There were so many quilts there – one was spoilt for choice. There is something quite special about the large bed quilts and this year we had a fair amount. Elspeth Facer’s RANDOM, Lin Read’s FLOWERS MAKE ME HAPPY and Brenda Ferns STAR QUILT were all very different in matter but much admired especially Brenda’s Star Quilt. I thought Lin’s piece was very fresh, with a lot of detail and it was reversible. Equally jolly was Lindsay Symmes’ ALWAYS LOOK ON THE BRIGHT SIDE, a very apt title as Lindsay has that incredible ability to do so in life. I particularly liked Caroline Wilkinson’s two small pieces – A POEM IN CLOTH and her miniature NOT MUCH SUNSHINE PLENTY OF SHADOW – there was a larger hanging with the same title close by and they were both beautifully constructed. Linda le Pard’s SAM’S QUILT had been designed by her son, Sam. I don’t know whether he had chosen the fabrics as well but it was quite dramatic. Averil Batchelor’s TRAILING LEAVES is an example of how effective a simple design can be but it is her beautiful hand quilting and appliqué that brings this piece together.

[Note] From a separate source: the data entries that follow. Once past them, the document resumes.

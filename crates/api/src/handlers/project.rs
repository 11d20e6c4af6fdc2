//! Handlers for the `/projects` resource.

use axum::extract::{Path, Query, State};
use axum::http::StatusCode;
use axum::Json;
use forgeline_core::error::CoreError;
use forgeline_core::status::{Category, ProjectStatus};
use forgeline_core::types::DbId;
use forgeline_db::models::project::{CreateProject, Project, ProjectFilter, UpdateProject};
use forgeline_db::models::registration::MeetingRegistration;
use forgeline_db::repositories::{ProjectRepo, RegistrationRepo, ReviewRepo};
use serde::{Deserialize, Serialize};

use crate::error::{AppError, AppResult};
use crate::middleware::auth::AuthUser;
use crate::middleware::rbac::RequireAdmin;
use crate::query::PageParams;
use crate::response::{DataResponse, Paginated};
use crate::state::AppState;

// ---------------------------------------------------------------------------
// Request / response types
// ---------------------------------------------------------------------------

/// Query parameters for the public project listing. Pagination comes in
/// through a separate [`PageParams`] extractor on the same query string.
#[derive(Debug, Deserialize)]
pub struct ProjectListParams {
    /// Category filter; omitted means all categories.
    pub category: Option<String>,
    #[serde(default)]
    pub featured: bool,
}

/// Query parameters for the admin project listing (adds a status filter).
#[derive(Debug, Deserialize)]
pub struct AdminProjectListParams {
    pub category: Option<String>,
    pub status: Option<String>,
    #[serde(default)]
    pub featured: bool,
}

/// A project detail enriched with its review aggregates.
///
/// The aggregates are secondary lookups; if they fail the detail still
/// renders with empty enrichment rather than failing the page.
#[derive(Debug, Serialize)]
pub struct ProjectDetail {
    #[serde(flatten)]
    pub project: Project,
    pub average_rating: Option<f64>,
    pub review_count: i64,
}

// ---------------------------------------------------------------------------
// Public handlers
// ---------------------------------------------------------------------------

/// GET /api/v1/projects
///
/// One page of published projects, optionally filtered by category.
pub async fn list(
    State(state): State<AppState>,
    Query(params): Query<ProjectListParams>,
    Query(paging): Query<PageParams>,
) -> AppResult<Json<Paginated<Project>>> {
    let category = parse_category_filter(params.category.as_deref())?;

    let filter = ProjectFilter {
        category: category.map(|c| c.as_str().to_string()),
        status: Some(ProjectStatus::Published.as_str().to_string()),
        featured_only: params.featured,
    };

    let (page, per_page, start, end) = paging.resolve();
    let (projects, total) = ProjectRepo::list(&state.pool, &filter, start, end).await?;

    Ok(Json(Paginated::new(projects, page, per_page, total)))
}

/// GET /api/v1/projects/{id}
///
/// Project detail with review aggregates. A failed aggregate lookup logs a
/// warning and renders as empty; it never fails the detail itself.
pub async fn get_by_id(
    State(state): State<AppState>,
    Path(id): Path<DbId>,
) -> AppResult<Json<DataResponse<ProjectDetail>>> {
    let project = ProjectRepo::find_by_id(&state.pool, id)
        .await?
        .ok_or(AppError::Core(CoreError::NotFound {
            entity: "Project",
            id,
        }))?;

    let (average_rating, review_count) = match ReviewRepo::list_for_project(&state.pool, id).await {
        Ok(reviews) => {
            let count = reviews.len() as i64;
            let average = ReviewRepo::average_rating(&state.pool, id).await.ok().flatten();
            (average, count)
        }
        Err(e) => {
            tracing::warn!(project_id = %id, error = %e, "Review enrichment failed");
            (None, 0)
        }
    };

    Ok(Json(DataResponse {
        data: ProjectDetail {
            project,
            average_rating,
            review_count,
        },
    }))
}

/// POST /api/v1/projects/{id}/consultations
///
/// Submit a consultation request for a project. Public.
pub async fn request_consultation(
    State(state): State<AppState>,
    Path(id): Path<DbId>,
    Json(payload): Json<serde_json::Value>,
) -> AppResult<(StatusCode, Json<DataResponse<MeetingRegistration>>)> {
    let input = super::registration::parse_registration_payload(&payload)?;

    if ProjectRepo::find_by_id(&state.pool, id).await?.is_none() {
        return Err(AppError::Core(CoreError::NotFound {
            entity: "Project",
            id,
        }));
    }

    let registration = RegistrationRepo::create_for_project(&state.pool, id, &input).await?;

    tracing::info!(project_id = %id, registration_id = %registration.id, "Consultation requested");

    Ok((StatusCode::CREATED, Json(DataResponse { data: registration })))
}

/// GET /api/v1/projects/mine
///
/// List the authenticated user's own projects.
pub async fn list_mine(
    user: AuthUser,
    State(state): State<AppState>,
) -> AppResult<Json<DataResponse<Vec<Project>>>> {
    let projects = ProjectRepo::list_by_owner(&state.pool, user.user_id).await?;
    Ok(Json(DataResponse { data: projects }))
}

// ---------------------------------------------------------------------------
// Admin handlers
// ---------------------------------------------------------------------------

/// GET /api/v1/admin/projects
///
/// One page of projects in any status.
pub async fn admin_list(
    RequireAdmin(_admin): RequireAdmin,
    State(state): State<AppState>,
    Query(params): Query<AdminProjectListParams>,
    Query(paging): Query<PageParams>,
) -> AppResult<Json<Paginated<Project>>> {
    let category = parse_category_filter(params.category.as_deref())?;
    let status = match params.status.as_deref() {
        Some(s) => Some(ProjectStatus::parse(s).map_err(AppError::Core)?),
        None => None,
    };

    let filter = ProjectFilter {
        category: category.map(|c| c.as_str().to_string()),
        status: status.map(|s| s.as_str().to_string()),
        featured_only: params.featured,
    };

    let (page, per_page, start, end) = paging.resolve();
    let (projects, total) = ProjectRepo::list(&state.pool, &filter, start, end).await?;

    Ok(Json(Paginated::new(projects, page, per_page, total)))
}

/// POST /api/v1/admin/projects
pub async fn create(
    RequireAdmin(admin): RequireAdmin,
    State(state): State<AppState>,
    Json(mut input): Json<CreateProject>,
) -> AppResult<(StatusCode, Json<DataResponse<Project>>)> {
    Category::parse(&input.category).map_err(AppError::Core)?;
    if input.title.trim().is_empty() {
        return Err(AppError::BadRequest("title must not be empty".into()));
    }
    if input.owner_id.is_none() {
        input.owner_id = Some(admin.user_id);
    }

    let project = ProjectRepo::create(&state.pool, &input).await?;

    tracing::info!(project_id = %project.id, user_id = %admin.user_id, "Project created");

    Ok((StatusCode::CREATED, Json(DataResponse { data: project })))
}

/// PUT /api/v1/admin/projects/{id}
pub async fn update(
    RequireAdmin(_admin): RequireAdmin,
    State(state): State<AppState>,
    Path(id): Path<DbId>,
    Json(input): Json<UpdateProject>,
) -> AppResult<Json<DataResponse<Project>>> {
    if let Some(category) = &input.category {
        Category::parse(category).map_err(AppError::Core)?;
    }

    let project = ProjectRepo::update(&state.pool, id, &input)
        .await?
        .ok_or(AppError::Core(CoreError::NotFound {
            entity: "Project",
            id,
        }))?;
    Ok(Json(DataResponse { data: project }))
}

/// PUT /api/v1/admin/projects/{id}/status
pub async fn set_status(
    RequireAdmin(_admin): RequireAdmin,
    State(state): State<AppState>,
    Path(id): Path<DbId>,
    Json(input): Json<SetStatusRequest>,
) -> AppResult<Json<DataResponse<Project>>> {
    let status = ProjectStatus::parse(&input.status).map_err(AppError::Core)?;

    let project = ProjectRepo::set_status(&state.pool, id, status.as_str())
        .await?
        .ok_or(AppError::Core(CoreError::NotFound {
            entity: "Project",
            id,
        }))?;
    Ok(Json(DataResponse { data: project }))
}

/// Request body for `PUT /admin/projects/{id}/status`.
#[derive(Debug, Deserialize)]
pub struct SetStatusRequest {
    pub status: String,
}

/// POST /api/v1/admin/projects/{id}/toggle-featured
pub async fn toggle_featured(
    RequireAdmin(_admin): RequireAdmin,
    State(state): State<AppState>,
    Path(id): Path<DbId>,
) -> AppResult<Json<DataResponse<Project>>> {
    let project = ProjectRepo::toggle_featured(&state.pool, id)
        .await?
        .ok_or(AppError::Core(CoreError::NotFound {
            entity: "Project",
            id,
        }))?;
    Ok(Json(DataResponse { data: project }))
}

// ---------------------------------------------------------------------------
// Helpers
// ---------------------------------------------------------------------------

/// Parse an optional category filter, treating `"all"` as no filter.
fn parse_category_filter(category: Option<&str>) -> AppResult<Option<Category>> {
    match category {
        None | Some("all") => Ok(None),
        Some(value) => Category::parse(value).map(Some).map_err(AppError::Core),
    }
}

There were many smaller hangings that were equally admired. Cleusa Collins’ THROUGH THE KEYHOLE had lots of visitors trying to guess whose photograph was behind the keyhole (David Bowie), Jenny Strong’s POLLI’S ARK and PIRATES! were great fun – for children and adults alike and I also liked Cleusa’s JAKE’S PICNIC MAT – simple but very effective. Meg Hammer’s WHERE I HAVE LIVED & WORKED was much admired and looked so good next to Elspeth Facer’s BARRIERS which was a very small but cleverly constructed piece.
The raffle was drawn on Sunday afternoon just before the exhibition closed. Because Bobby and Martin Britnell were in Uganda, the winning tickets were drawn by each of the founder members and Lindsay Symmes (she was brought up in Uganda as were Caroline and Sue). The quilt was won by two friends in Cambridge (they shared the ticket but how will they share the quilt?). I hope it is enjoyed as much as we did in making it. There were three worthy winners for the Visitor’s Choice – STAR QUILT by Brenda Ferns came first, NOT MUCH SUNSHINE PLENTY OF SHADOW by Caroline Wilkinson came second and Jill Alexander’s JAPANESE FANTASY came third. We managed to raise a sizeable amount for HANDS UP FOR UGANDA – the final figure is not yet known.
Taking down an exhibition is a doddle and in less than an hour, the Old Library was empty once again. As always we have to thank all our many helpers, especially those men who put up and take down the stands, to the advertisers for their sponsorship of our catalogue and the printer who did our fabulous catalogue, to our families and friends who support us and to the public for coming to our show. We could not produce this exhibition without all of them.
Our anniversary year is coming to an end. It has been an amazing year with so many activities and the exhibition was a perfect way to round it up. Not for long though – we will be back in 2018, so see you then!